=== Section Start ===

//! A single overwrite pass and its verification read.

use std::fs::File;
use std::io::{Read, Seek, SeekFrom, Write};

use crate::error::{Mismatch, PassError};
use crate::model::PassPattern;

pub const CHUNK_SIZE: usize = 1024 * 1024;

/// Chunk length used for a file of `file_size` bytes: min(1 MiB, size).
pub fn chunk_len(file_size: u64) -> usize {
    file_size.min(CHUNK_SIZE as u64) as usize
}

/// Overwrites `file_size` bytes from the start of `file` with `byte`.
///
/// Every chunk is flushed and synced to the device before the next one is
/// written. `on_chunk` receives the running byte count after each sync.
pub fn write_pass<F>(
    file: &mut File,
    byte: u8,
    file_size: u64,
    mut on_chunk: F,
) -> Result<u64, PassError>
where
    F: FnMut(u64),
{
    file.seek(SeekFrom::Start(0))?;
    let chunk = chunk_len(file_size);
    let buffer = vec![byte; chunk];
    let mut written = 0_u64;

    while written < file_size {
        let this_chunk = (file_size - written).min(chunk as u64) as usize;
        file.write_all(&buffer[..this_chunk])?;
        file.flush()?;
        file.sync_all()?;
        written += this_chunk as u64;
        on_chunk(written);
    }

    Ok(written)
}

/// Re-reads the pass just written and checks it against `pattern`.
///
/// Fixed patterns are compared byte for byte. A random pass cannot be
/// compared exactly, so each chunk only has to not be uniformly 0x00 or 0xFF.
pub fn verify_pass<F>(
    file: &mut File,
    pattern: PassPattern,
    file_size: u64,
    mut on_chunk: F,
) -> Result<(), PassError>
where
    F: FnMut(u64),
{
    file.seek(SeekFrom::Start(0))?;
    let chunk = chunk_len(file_size);
    let mut buffer = vec![0_u8; chunk];
    let mut verified = 0_u64;

    while verified < file_size {
        let this_chunk = (file_size - verified).min(chunk as u64) as usize;
        let slice = &mut buffer[..this_chunk];
        file.read_exact(slice)?;
        check_chunk(slice, pattern, verified)?;
        verified += this_chunk as u64;
        on_chunk(verified);
    }

    Ok(())
}

fn check_chunk(chunk: &[u8], pattern: PassPattern, offset: u64) -> Result<(), Mismatch> {
    match pattern {
        PassPattern::Fixed(expected) => match chunk.iter().position(|&found| found != expected) {
            Some(index) => Err(Mismatch::Pattern {
                offset: offset + index as u64,
                expected,
                found: chunk[index],
            }),
            None => Ok(()),
        },
        PassPattern::Random => {
            let Some(&first) = chunk.first() else {
                return Ok(());
            };
            let uniform = chunk.iter().all(|&byte| byte == first);
            if uniform && (first == 0x00 || first == 0xFF) {
                Err(Mismatch::NotRandom {
                    offset,
                    found: first,
                })
            } else {
                Ok(())
            }
        }
    }
}
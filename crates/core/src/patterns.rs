use std::ffi::OsStr;
use std::path::Path;

use globset::{Glob, GlobSet, GlobSetBuilder};

use crate::error::LocateError;

/// Splits a user-supplied pattern string on `,` and `;`, trimming and dropping empty entries.
pub fn split_patterns(raw: &str) -> Vec<String> {
    raw.split([',', ';'])
        .map(str::trim)
        .filter(|pattern| !pattern.is_empty())
        .map(ToString::to_string)
        .collect()
}

/// Case-sensitive glob matcher over bare file names.
#[derive(Debug, Clone)]
pub struct NameMatcher {
    globset: Option<GlobSet>,
    patterns: Vec<String>,
}

impl NameMatcher {
    pub fn new(patterns: &[String]) -> Result<Self, LocateError> {
        let patterns = patterns
            .iter()
            .map(|pattern| pattern.trim())
            .filter(|pattern| !pattern.is_empty())
            .map(ToString::to_string)
            .collect::<Vec<_>>();
        if patterns.is_empty() {
            return Ok(Self {
                globset: None,
                patterns,
            });
        }

        let mut builder = GlobSetBuilder::new();
        for pattern in &patterns {
            let glob = Glob::new(pattern)
                .map_err(|err| LocateError::invalid_pattern(pattern.clone(), err))?;
            builder.add(glob);
        }
        let globset = builder
            .build()
            .map_err(|err| LocateError::invalid_pattern(patterns.join(","), err))?;

        Ok(Self {
            globset: Some(globset),
            patterns,
        })
    }

    pub fn is_empty(&self) -> bool {
        self.patterns.is_empty()
    }

    pub fn patterns(&self) -> &[String] {
        &self.patterns
    }

    pub fn is_match(&self, file_name: &OsStr) -> bool {
        match &self.globset {
            Some(globset) => globset.is_match(Path::new(file_name)),
            None => false,
        }
    }
}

=== Section End ===

Description of the task ::
Write out every line of the listing that holds the word "OsStr".

Solution to this problem ::
use std::ffi::OsStr;
    pub fn is_match(&self, file_name: &OsStr) -> bool {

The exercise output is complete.